Abstract:
American Indian reservations are often characterized by low income and high rates of poverty relative to adjacent non-reservation land. To understand the role institutions governing land ownership play in these outcomes, we examine agricultural land use and irrigation on parcels on and adjacent to the Uintah-Ouray Indian Reservation in eastern Utah. Land within the reservation is held in trust by the federal government and has significant restrictions on its use and development. We predict that this land will see lower investment in irrigation and therefore lower agricultural productivity. We use the exogenous allocation boundaries of a 1905 land allotment as a natural experiment, employing both a sharp and a fuzzy regression discontinuity (RD) design to explore how land ownership has affected agricultural land use, irrigation levels, and irrigation investment. Our results suggest that the original allocations provided land of similar quality across the border.
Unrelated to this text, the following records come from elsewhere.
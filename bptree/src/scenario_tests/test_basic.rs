//! Test basic put and get on a fresh tree file.

use crate::scenario_tests::helpers::TestTree;

#[test]
fn test_put_then_get() {
    let mut t = TestTree::new();

    t.put_str(1, "Value 1");
    t.put_str(2, "Value 2");

    assert_eq!(t.get_string(1).as_deref(), Some("Value 1"));
    assert_eq!(t.get_string(2).as_deref(), Some("Value 2"));
    assert_eq!(t.get_string(3), None);
    assert_eq!(t.tree.len(), 2);
}

#[test]
fn test_new_file_is_created_and_empty() {
    let t = TestTree::new();

    assert!(t.path().exists());
    assert!(t.tree.is_empty());
    assert_eq!(t.tree.height(), 0);
    assert_eq!(t.get_string(0), None);
}

#[test]
fn test_extreme_keys() {
    let mut t = TestTree::new();

    t.put_str(0, "zero");
    t.put_str(u64::MAX, "max");

    assert_eq!(t.get_string(0).as_deref(), Some("zero"));
    assert_eq!(t.get_string(u64::MAX).as_deref(), Some("max"));
    t.tree.verify().expect("verify");
}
Despite this, tribal lands are around 18 percentage points less likely to be irrigated today, and conditional on being irrigated, tribal land has a 31 percentage point lower rate of capital-intensive sprinkler irrigation. Tribal land is also less likely to grow high-value crops. These results suggest that trust ownership creates significant barriers to the acquisition of capital for agricultural investment, and helps explain lagging agricultural development on reservations.
Suggested citation: Ge M., Edwards, E.C., and S. Akhundjanov (2018). Land Ownership and Irrigation on American Indian Reservations. (CEnREP Working Paper No. 18-017). Raleigh, NC: Center for Environmental and Resource Economic Policy.